The next six months will determine if the Malaysia Airlines’ revenue management team of Hugh Dunleavy and Shihaj Kutty will be able to pull off a profit turnaround with their unconventional revenue maximisation strategy.
Can they pull off a recovery to silence their critics without an increase in yields?
They just might be able to if they manage to do exactly as Dunleavy has said:
“As capacity is added and RASK (revenue/ASK) falls, CASK (cost/ASK) will fall too. The trick is, which will fall faster and finding where the two cross.”
But would it not be easier to raise yields and RASK instead of diluting them further? If Malaysia Airlines can push yields up to match its competitors – this would be four sen at the least – the national airline will be able to add a staggering RM2 billion to revenue, assuming of course that load factor or capacity utilisation remains the same. That may be too much to ask for.

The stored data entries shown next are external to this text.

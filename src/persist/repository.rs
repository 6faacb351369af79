//! Metadata persistence repositories and the factory that builds them.

use std::sync::Arc;

use dashmap::DashMap;
use thiserror::Error;

use crate::persist::{MetadataPersistConfig, DEFAULT_PERSIST_TYPE};

/// Error type for repository construction and access.
#[derive(Debug, Error)]
pub enum PersistError {
    #[error("unsupported metadata persistence type '{0}'")]
    UnsupportedType(String),

    #[error("metadata persistence backend failure: {0}")]
    Backend(String),
}

/// Key/value store for rule and property metadata.
pub trait MetadataPersistRepository: Send + Sync + std::fmt::Debug {
    /// Backend type name this repository was built for.
    fn type_name(&self) -> &str;

    fn persist(&self, key: &str, value: &str) -> Result<(), PersistError>;

    fn get(&self, key: &str) -> Result<Option<String>, PersistError>;
}

/// Builds a repository for a resolved persistence config.
pub trait MetadataPersistRepositoryFactory {
    fn new_instance(
        &self,
        config: &MetadataPersistConfig,
    ) -> Result<Arc<dyn MetadataPersistRepository>, PersistError>;
}

/// In-process repository used for the `Local` type.
///
/// An optional `path` property is used as a key prefix so that several
/// proxies sharing one process keep separate metadata.
#[derive(Debug, Default)]
pub struct LocalRepository {
    prefix: String,
    entries: DashMap<String, String>,
}

impl LocalRepository {
    pub fn new(config: &MetadataPersistConfig) -> Self {
        let prefix = config
            .props
            .get("path")
            .map(|path| path.trim_end_matches('/').to_string())
            .unwrap_or_default();

        Self {
            prefix,
            entries: DashMap::new(),
        }
    }

    fn full_key(&self, key: &str) -> String {
        format!("{}{}", self.prefix, key)
    }

    /// Number of stored entries.
    pub fn len(&self) -> usize {
        self.entries.len()
    }

    pub fn is_empty(&self) -> bool {
        self.entries.is_empty()
    }
}

impl MetadataPersistRepository for LocalRepository {
    fn type_name(&self) -> &str {
        DEFAULT_PERSIST_TYPE
    }

    fn persist(&self, key: &str, value: &str) -> Result<(), PersistError> {
        self.entries.insert(self.full_key(key), value.to_string());
        Ok(())
    }

    fn get(&self, key: &str) -> Result<Option<String>, PersistError> {
        Ok(self
            .entries
            .get(&self.full_key(key))
            .map(|entry| entry.value().clone()))
    }
}

/// Factory knowing the repository types shipped with the proxy.
#[derive(Debug, Default, Clone, Copy)]
pub struct DefaultRepositoryFactory;

impl MetadataPersistRepositoryFactory for DefaultRepositoryFactory {
    fn new_instance(
        &self,
        config: &MetadataPersistConfig,
    ) -> Result<Arc<dyn MetadataPersistRepository>, PersistError> {
        if config.persist_type.eq_ignore_ascii_case(DEFAULT_PERSIST_TYPE) {
            return Ok(Arc::new(LocalRepository::new(config)));
        }
        Err(PersistError::UnsupportedType(config.persist_type.clone()))
    }
}
//! Shutdown coordination for the proxy.

use tokio::sync::broadcast;

/// Coordinator for graceful shutdown.
///
/// Cloneable handle over a broadcast channel; the listener loop and any
/// background task subscribe, the signal task triggers.
#[derive(Clone)]
pub struct Shutdown {
    tx: broadcast::Sender<()>,
}

impl Shutdown {
    pub fn new() -> Self {
        let (tx, _) = broadcast::channel(1);
        Self { tx }
    }

    /// Subscribe to the shutdown signal.
    pub fn subscribe(&self) -> broadcast::Receiver<()> {
        self.tx.subscribe()
    }

    /// Trigger the shutdown signal. Returns how many subscribers were notified.
    pub fn trigger(&self) -> usize {
        self.tx.send(()).unwrap_or(0)
    }
}

impl Default for Shutdown {
    fn default() -> Self {
        Self::new()
    }
}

Yes, yield is not the only factor affecting profitability but right now it, or more accurately revenue management, is all important. Given Malaysia Airline’s low yield relative to other airlines and its quality product (i.e. a 5-star airline), the right positioning and marketing will get better results.
How many people know for instance that Malaysia Airlines is among the best in the world in terms of product quality? The main problem is marketing and revenue management.
Take a look again at the yield comparison chart. There is a yawning gap – a chasm between Malaysia Airline’s yield and those of its competitors. If revenue/yield management is right, that gap will close and Malaysia Airlines will make lots of money.
If it can cut costs further – and Malaysia Airlines’ costs are not particularly high – it will make even more money.
No wonder so many people seem to be interested in buying Malaysia Airlines now but of course now is definitely not the time for the government, through Khazanah Nasional, to sell its near 70% stake – and it won’t be for a while yet.